HW 2 Instructions

Due Wednesday, September 10, 2025 at 11:59 PM

Purpose

This assignment will give you experience with:

  • creating an R Project Directory with data and img folders.

  • saving, editing and using an Quarto (.qmd) file (Review).

  • knitting (rendering) an R Quarto file to create an HTML file.

  • creating a README file.

  • working with a larger dataset.

  • using the dplyr package to select variables and slice and filter data.

  • creating a basic plot with minimal formatting.

Instructions

HW 2 - First Steps

  1. Create an R project named HW 2 <first name> <last name>.

    1. File > New Project > New Directory > R Project

    2. In box, name this project:

    • HW 2 <first name> <last name>

    • My project name: HW 2 Penelope Pooler

    1. Click Create Project.
    • Note that if you create an R Project that is NOT a Quarto project, a Quarto file is not created.
  2. Create img and data folders with the R Project.

  3. Download the provided file, HW2_Template.qmd from the Homework Assignments page of the 455 website.

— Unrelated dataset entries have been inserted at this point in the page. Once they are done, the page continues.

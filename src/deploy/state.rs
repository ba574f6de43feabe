// ABOUTME: Release flow state marker types for the type state pattern.
// ABOUTME: Zero-sized types enforce valid phase ordering at compile time.

/// Initial state: release recorded as pending.
/// Available actions: `build()`
#[derive(Debug, Clone, Copy, Default)]
pub struct Pending;

/// Artifact built and tagged locally.
/// Available actions: `transport()`
#[derive(Debug, Clone, Copy, Default)]
pub struct Built;

/// Artifact pushed to the registry and pulled onto the target host.
/// Available actions: `migrate()`
#[derive(Debug, Clone, Copy, Default)]
pub struct Transported;

/// Schema migrations applied (or none declared).
/// Available actions: `await_gate()`
#[derive(Debug, Clone, Copy, Default)]
pub struct Migrated;

/// Health gate passed: the new artifact answers healthy.
/// Available actions: `promote()`
#[derive(Debug, Clone, Copy, Default)]
pub struct HealthChecked;
// ABOUTME: Entry point for the cutover CLI application.
// ABOUTME: Parses arguments and dispatches to appropriate command handlers.

mod cli;

use clap::Parser;
use cli::{Cli, Commands};
use cutover::build::CommandBuilder;
use cutover::config::{self, Config};
use cutover::deploy::{CancelToken, DeployRequest, Orchestrator, manual_rollback};
use cutover::error::{Error, Result};
use cutover::health::HttpProbe;
use cutover::migrate::{CommandMigrator, MigrationSet};
use cutover::secrets::{self, EnvSecretStore};
use cutover::store::StateStore;
use cutover::transport::DockerTransport;
use cutover::types::{EnvName, SourceRevision};
use std::env;
use tracing_subscriber::EnvFilter;

#[tokio::main]
async fn main() {
    let cli = Cli::parse();

    // Initialize tracing subscriber based on verbose flag
    let filter = if cli.verbose {
        EnvFilter::new("debug")
    } else {
        EnvFilter::new("warn")
    };
    tracing_subscriber::fmt()
        .with_env_filter(filter)
        .with_target(true)
        .init();

    let result = run(cli).await;

    if let Err(e) = result {
        eprintln!("Error: {e}");
        std::process::exit(1);
    }
}

async fn run(cli: Cli) -> Result<()> {
    match cli.command {
        Commands::Init {
            service,
            repository,
            force,
        } => {
            let cwd = env::current_dir().expect("Failed to get current directory");
            config::init_config(&cwd, service.as_deref(), repository.as_deref(), force)
        }
        Commands::Deploy {
            environment,
            revision,
        } => {
            let cwd = env::current_dir().expect("Failed to get current directory");
            let config = Config::discover(&cwd)?;

            let environment = parse_env_name(&environment)?;
            let revision = resolve_revision(revision)?;

            deploy(config, environment, revision).await
        }
        Commands::Rollback { environment } => {
            let cwd = env::current_dir().expect("Failed to get current directory");
            let config = Config::discover(&cwd)?;

            let environment = parse_env_name(&environment)?;

            rollback(config, environment).await
        }
        Commands::Status { environment } => {
            let cwd = env::current_dir().expect("Failed to get current directory");
            let config = Config::discover(&cwd)?;

            let environment = environment.as_deref().map(parse_env_name).transpose()?;

            status(&config, environment.as_ref())
        }
    }
}

fn parse_env_name(value: &str) -> Result<EnvName> {
    EnvName::new(value).map_err(|e| Error::InvalidConfig(e.to_string()))
}

/// Revision from the flag or the CI-provided environment variable.
fn resolve_revision(flag: Option<String>) -> Result<SourceRevision> {
    let raw = match flag {
        Some(r) => r,
        None => env::var("CUTOVER_REVISION").map_err(|_| Error::MissingRevision)?,
    };
    SourceRevision::new(&raw).map_err(|e| Error::InvalidConfig(e.to_string()))
}

/// Deploy one revision to one environment.
async fn deploy(config: Config, environment: EnvName, revision: SourceRevision) -> Result<()> {
    let env_config = config.environment(&environment)?.clone();

    let store =
        StateStore::open(config.state_root()).map_err(|e| Error::Store(e.to_string()))?;
    let log_dir = store.root().join("logs");

    let workdir = config
        .build
        .workdir
        .clone()
        .unwrap_or_else(|| env::current_dir().expect("Failed to get current directory"));

    let builder = CommandBuilder::new(
        &config.build.command,
        &config.artifact.repository,
        workdir,
        log_dir,
    );
    let transport =
        DockerTransport::connect_local().map_err(|e| Error::Transport(e.to_string()))?;
    let migrator = CommandMigrator::new(
        config
            .migrations
            .as_ref()
            .map(|m| m.command.clone())
            .unwrap_or_default(),
    );
    let probe = HttpProbe::new();

    let migration_set = match &config.migrations {
        Some(m) => {
            Some(MigrationSet::load(&m.dir).map_err(|e| Error::Migrations(e.to_string()))?)
        }
        None => None,
    };

    // Resolve secret handles right before the build; values never persist.
    let secret_store = EnvSecretStore::new();
    let resolved = secrets::resolve_all(&secret_store, &env_config.secrets)
        .await
        .map_err(|e| Error::Secrets(e.to_string()))?;

    let orchestrator = Orchestrator::new(builder, transport, migrator, probe, store)
        .with_retry_policy(config.transport.retry_policy())
        .with_build_timeout(config.build.timeout)
        .with_transport_timeout(config.transport.timeout);

    // Ctrl-C cancels between phases; the running phase always completes.
    let cancel = CancelToken::new();
    {
        let cancel = cancel.clone();
        tokio::spawn(async move {
            if tokio::signal::ctrl_c().await.is_ok() {
                eprintln!("cancellation requested; finishing current phase");
                cancel.cancel();
            }
        });
    }

    println!(
        "Deploying {} ({}) to {}",
        config.service, revision, env_config.name
    );

    let request = DeployRequest {
        revision,
        environment: env_config.name.clone(),
    };

    let release = orchestrator
        .deploy(
            &env_config,
            request,
            migration_set.as_ref(),
            &resolved,
            &cancel,
        )
        .await
        .map_err(|e| Error::Deploy(e.to_string()))?;

    println!("  ✓ Release {} is live", release.id);
    Ok(())
}

/// Roll back to the previous release on one environment.
async fn rollback(config: Config, environment: EnvName) -> Result<()> {
    let env_config = config.environment(&environment)?.clone();

    let store =
        StateStore::open(config.state_root()).map_err(|e| Error::Store(e.to_string()))?;
    let transport =
        DockerTransport::connect_local().map_err(|e| Error::Transport(e.to_string()))?;
    let probe = HttpProbe::new();

    let gate = env_config.health.gate();
    let target = env_config.health.target(&env_config.host);
    let retry = config.transport.retry_policy();

    println!("Rolling back {} on {}", config.service, env_config.name);

    let restored = manual_rollback(
        &env_config.name,
        &store,
        &transport,
        &retry,
        &env_config.host,
        &gate,
        &probe,
        &target,
    )
    .await
    .map_err(|e| Error::Deploy(e.to_string()))?;

    println!("  ✓ Release {} is live again", restored);
    Ok(())
}

/// Print environment pointers and recent releases.
fn status(config: &Config, environment: Option<&EnvName>) -> Result<()> {
    let store =
        StateStore::open(config.state_root()).map_err(|e| Error::Store(e.to_string()))?;

    for env_config in config.environments.iter() {
        if let Some(only) = environment
            && &env_config.name != only
        {
            continue;
        }

        let state = store
            .environment(&env_config.name)
            .map_err(|e| Error::Store(e.to_string()))?;

        println!("{}:", env_config.name);
        println!(
            "  live:     {}",
            state.live.map(|id| id.to_string()).unwrap_or_else(|| "none".into())
        );
        println!(
            "  previous: {}",
            state
                .previous
                .map(|id| id.to_string())
                .unwrap_or_else(|| "none".into())
        );

        let releases = store
            .recent_releases(Some(&env_config.name), 5)
            .map_err(|e| Error::Store(e.to_string()))?;
        if !releases.is_empty() {
            println!("  recent:");
            for release in releases {
                match &release.reason {
                    Some(reason) => println!(
                        "    {} {} {} ({})",
                        release.id, release.revision, release.status, reason
                    ),
                    None => println!("    {} {} {}", release.id, release.revision, release.status),
                }
            }
        }
    }

    Ok(())
}
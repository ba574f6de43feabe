// ABOUTME: Artifact building: turn a source revision into a deployable image.
// ABOUTME: Thin wrapper over the configured build tool; build failures are never retried.

mod command;

pub use command::CommandBuilder;

use async_trait::async_trait;
use std::collections::HashMap;
use thiserror::Error;

use crate::types::{ArtifactRef, SecretValue, SourceRevision};

#[derive(Debug, Error)]
pub enum BuildError {
    #[error("build I/O error: {0}")]
    Io(#[from] std::io::Error),

    #[error("build exited with status {code:?}, log at {log}")]
    NonZeroExit { code: Option<i32>, log: String },

    #[error("build produced an invalid artifact reference: {0}")]
    InvalidArtifact(String),

    #[error("{0}")]
    Failed(String),
}

/// Produces a deployable artifact from a source revision.
///
/// Secrets are resolved by the caller immediately before the build and are
/// handed over transiently; builders must not persist them.
#[async_trait]
pub trait ArtifactBuilder: Send + Sync {
    async fn build(
        &self,
        revision: &SourceRevision,
        secrets: &HashMap<String, SecretValue>,
    ) -> Result<ArtifactRef, BuildError>;
}
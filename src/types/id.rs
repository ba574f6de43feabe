// ABOUTME: Phantom-typed identifiers for compile-time type safety.
// ABOUTME: Prevents passing a registry-side reference where another handle is expected.

use serde::{Deserialize, Deserializer, Serialize, Serializer};
use std::hash::{Hash, Hasher};
use std::marker::PhantomData;

/// Marker types for phantom type parameters.
/// Empty enums prevent instantiation and require no trait bounds.
pub enum RegistryMarker {}

/// A type-safe identifier that prevents accidental mixing of different handle types.
///
/// A `RegistryRef` is whatever opaque reference the registry hands back on push
/// (typically repository@digest). Phantom typing keeps it from being confused
/// with a locally parsed artifact reference.
#[must_use = "references name remote resources and should not be ignored"]
pub struct Id<T> {
    value: String,
    _marker: PhantomData<T>,
}

impl<T> Id<T> {
    pub fn new(value: String) -> Self {
        Self {
            value,
            _marker: PhantomData,
        }
    }

    pub fn as_str(&self) -> &str {
        &self.value
    }

    pub fn into_inner(self) -> String {
        self.value
    }
}

// Manual trait implementations that don't require T to implement the trait.
// Necessary because T is only used as a phantom type marker.

impl<T> std::fmt::Debug for Id<T> {
    fn fmt(&self, f: &mut std::fmt::Formatter<'_>) -> std::fmt::Result {
        f.debug_struct("Id").field("value", &self.value).finish()
    }
}

impl<T> Clone for Id<T> {
    fn clone(&self) -> Self {
        Self {
            value: self.value.clone(),
            _marker: PhantomData,
        }
    }
}

impl<T> PartialEq for Id<T> {
    fn eq(&self, other: &Self) -> bool {
        self.value == other.value
    }
}

impl<T> Eq for Id<T> {}

impl<T> Hash for Id<T> {
    fn hash<H: Hasher>(&self, state: &mut H) {
        self.value.hash(state);
    }
}

impl<T> std::fmt::Display for Id<T> {
    fn fmt(&self, f: &mut std::fmt::Formatter<'_>) -> std::fmt::Result {
        write!(f, "{}", self.value)
    }
}

impl<T> Serialize for Id<T> {
    fn serialize<S: Serializer>(&self, serializer: S) -> Result<S::Ok, S::Error> {
        self.value.serialize(serializer)
    }
}

impl<'de, T> Deserialize<'de> for Id<T> {
    fn deserialize<D: Deserializer<'de>>(deserializer: D) -> Result<Self, D::Error> {
        let value = String::deserialize(deserializer)?;
        Ok(Self::new(value))
    }
}

pub type RegistryRef = Id<RegistryMarker>;
// ABOUTME: Docker-backed release transport using the bollard client.
// ABOUTME: Pushes from the build host's daemon, pulls via the target host's daemon.

use async_trait::async_trait;
use bollard::Docker;
use bollard::query_parameters::{CreateImageOptions, PushImageOptions};
use futures::StreamExt;

use crate::types::{ArtifactRef, HostAddr, RegistryRef};

use super::{ReleaseTransport, TransportError};

const DAEMON_TIMEOUT_SECS: u64 = 120;

/// Registry credentials for push and pull.
#[derive(Debug, Clone)]
pub struct RegistryAuth {
    pub username: String,
    pub password: String,
    pub server: Option<String>,
}

/// Transport over Docker-compatible daemons.
///
/// Push talks to the build host's local daemon; pull connects to the
/// target host's daemon over TCP so the image lands where it will run.
pub struct DockerTransport {
    local: Docker,
    auth: Option<RegistryAuth>,
}

impl DockerTransport {
    /// Connect to the local daemon (socket or DOCKER_HOST).
    pub fn connect_local() -> Result<Self, TransportError> {
        let local = Docker::connect_with_local_defaults()
            .map_err(|e| TransportError::Connection(e.to_string()))?;
        Ok(Self { local, auth: None })
    }

    pub fn with_auth(mut self, auth: RegistryAuth) -> Self {
        self.auth = Some(auth);
        self
    }

    fn credentials(&self) -> Option<bollard::auth::DockerCredentials> {
        self.auth.as_ref().map(|a| bollard::auth::DockerCredentials {
            username: Some(a.username.clone()),
            password: Some(a.password.clone()),
            serveraddress: a.server.clone(),
            ..Default::default()
        })
    }

    fn connect_host(host: &HostAddr) -> Result<Docker, TransportError> {
        let address = format!("http://{}:{}", host.host(), host.port());
        Docker::connect_with_http(&address, DAEMON_TIMEOUT_SECS, bollard::API_DEFAULT_VERSION)
            .map_err(|e| TransportError::Connection(format!("{}: {}", host, e)))
    }
}

#[async_trait]
impl ReleaseTransport for DockerTransport {
    async fn push(&self, artifact: &ArtifactRef) -> Result<RegistryRef, TransportError> {
        let repository = match artifact.registry() {
            Some(registry) => format!("{}/{}", registry, artifact.name()),
            None => artifact.name().to_string(),
        };

        let opts = PushImageOptions {
            tag: artifact.tag().map(str::to_string),
            ..Default::default()
        };

        // Push returns a stream of progress updates - consume it
        let mut stream = self
            .local
            .push_image(&repository, Some(opts), self.credentials());
        while let Some(result) = stream.next().await {
            result.map_err(|e| map_transport_error(e, &repository))?;
        }

        tracing::info!(artifact = %artifact, "pushed to registry");
        Ok(RegistryRef::new(artifact.to_string()))
    }

    async fn pull(
        &self,
        registry_ref: &RegistryRef,
        host: &HostAddr,
    ) -> Result<(), TransportError> {
        let remote = Self::connect_host(host)?;

        let opts = CreateImageOptions {
            from_image: Some(registry_ref.as_str().to_string()),
            ..Default::default()
        };

        let mut stream = remote.create_image(Some(opts), None, self.credentials());
        while let Some(result) = stream.next().await {
            result.map_err(|e| map_transport_error(e, registry_ref.as_str()))?;
        }

        tracing::info!(reference = %registry_ref, host = %host, "pulled onto target host");
        Ok(())
    }
}

fn map_transport_error(e: bollard::errors::Error, reference: &str) -> TransportError {
    match &e {
        bollard::errors::Error::DockerResponseServerError {
            status_code,
            message,
        } => match *status_code {
            401 | 403 => TransportError::AuthRejected(format!("{}: {}", reference, message)),
            404 => TransportError::NotFound(reference.to_string()),
            500..=599 => TransportError::Connection(format!("{}: {}", reference, message)),
            _ => TransportError::Rejected(format!("{}: {}", reference, message)),
        },
        _ => TransportError::Connection(format!("{}: {}", reference, e)),
    }
}
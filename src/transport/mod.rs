// ABOUTME: Release transport: push artifacts to a registry, pull them onto target hosts.
// ABOUTME: Failures split into transient (retried with backoff) and permanent (surfaced at once).

mod docker;
mod retry;

pub use docker::{DockerTransport, RegistryAuth};
pub use retry::{RetryPolicy, with_retry};

use async_trait::async_trait;
use std::time::Duration;
use thiserror::Error;

use crate::types::{ArtifactRef, HostAddr, RegistryRef};

#[derive(Debug, Error)]
pub enum TransportError {
    /// The registry rejected our credentials. Never retried.
    #[error("authentication rejected: {0}")]
    AuthRejected(String),

    /// The artifact or reference does not exist. Never retried.
    #[error("not found: {0}")]
    NotFound(String),

    /// The registry refused the request for a non-auth reason. Never retried.
    #[error("request rejected: {0}")]
    Rejected(String),

    /// Network-level failure (reset, refused, DNS). Retried with backoff.
    #[error("connection failed: {0}")]
    Connection(String),

    /// The operation exceeded its deadline. Retried with backoff.
    #[error("transport timed out after {0:?}")]
    Timeout(Duration),
}

impl TransportError {
    /// Whether retrying may succeed without operator intervention.
    pub fn is_transient(&self) -> bool {
        matches!(
            self,
            TransportError::Connection(_) | TransportError::Timeout(_)
        )
    }
}

/// Moves built artifacts between the build host, the registry, and targets.
#[async_trait]
pub trait ReleaseTransport: Send + Sync {
    /// Push a locally built artifact to the registry, returning the
    /// registry-side reference to pull by.
    async fn push(&self, artifact: &ArtifactRef) -> Result<RegistryRef, TransportError>;

    /// Pull a pushed artifact onto a target host.
    async fn pull(&self, registry_ref: &RegistryRef, host: &HostAddr)
    -> Result<(), TransportError>;
}

#[cfg(test)]
mod tests {
    use super::*;

    #[test]
    fn transient_classification() {
        assert!(TransportError::Connection("reset".into()).is_transient());
        assert!(TransportError::Timeout(Duration::from_secs(5)).is_transient());
        assert!(!TransportError::AuthRejected("bad token".into()).is_transient());
        assert!(!TransportError::NotFound("app:v1".into()).is_transient());
        assert!(!TransportError::Rejected("quota".into()).is_transient());
    }
}
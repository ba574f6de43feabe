// ABOUTME: Per-environment deployment target configuration.
// ABOUTME: Name, host address, health gate parameters, and secret handles.

use serde::Deserialize;

use crate::types::{EnvName, HostAddr, SecretHandle};

use super::health::HealthConfig;

#[derive(Debug, Clone, Deserialize)]
pub struct EnvironmentConfig {
    pub name: EnvName,

    /// Target host running the container daemon.
    pub host: HostAddr,

    pub health: HealthConfig,

    /// Handles into the secret store, resolved at deploy time. Values
    /// never appear in configuration or persisted state.
    #[serde(default)]
    pub secrets: Vec<SecretHandle>,
}

impl EnvironmentConfig {
    pub fn template() -> Self {
        Self {
            name: EnvName::new("production").unwrap(),
            host: HostAddr::parse("app.example.com").unwrap(),
            health: HealthConfig::template(),
            secrets: Vec::new(),
        }
    }
}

  4. Save the downloaded HW2_Template.qmd file to your R project.

  • Change file name to be HW2_FirstName_LastName.qmd.

    • For example, I would change the template file to be named HW2_Penelope_Pooler.qmd.

    • There should be no spaces in a file name of a Quarto (.qmd) file.

    • Change title in the file header to be ‘HW 2’.

    • Specify yourself as the author.


NOTES

  • Provided header text below shows the correct format.

  • This header text also creates a floating Table of Contents (toc) and will show chunk labels.

  • Note that the options below will make the code chunks and code chunk labels visible in the output. We will change these options in later assignments and in the group project.

---
title: "HW 2"
author: "Penelope Pooler"
date: last-modified
toc: true
toc-depth: 3
toc-location: left
toc-title: "Table of Contents"
toc-expand: 1
format:
  html:
    code-line-numbers: true
    code-fold: true
    code-tools: true
execute:
  echo: fenced 
---
  1. Create a new chunk under the Setup header and text and add the following text to the body of the chunk:
#|label: setup

# this line specifies options for default options for all R chunks
knitr::opts_chunk$set(echo=T,  
                      highlight=T)

# suppress scientific notation
options(scipen=100)

# install helper package (pacman) if needed
if (!require("pacman")) install.packages("pacman", repos = "http://lib.stat.cmu.edu/R/CRAN/")

# install and load required packages
# pacman should be first package in parentheses and then list others
pacman::p_load(pacman, tidyverse, gridExtra, magrittr)

# verify packages (comment out in finished documents)
p_loaded()
  1. Click the green triangle on the right side of the setup chunk to run this code.

HW 2 - Part 1: glimpse and unique

Chunk 2: Examining the diamonds Data

Notes:

  • This chunk reviews the glimpse and unique commands from Week 1.

  • diamonds is large R dataset that is part of the ggplot2 package in the tidyverse package suite.

  • Provided code for HW 2 - Part 1 (Chunk 2) WILL NOT RUN until the tidyverse package suite is loaded by running the setup chunk with the provided code.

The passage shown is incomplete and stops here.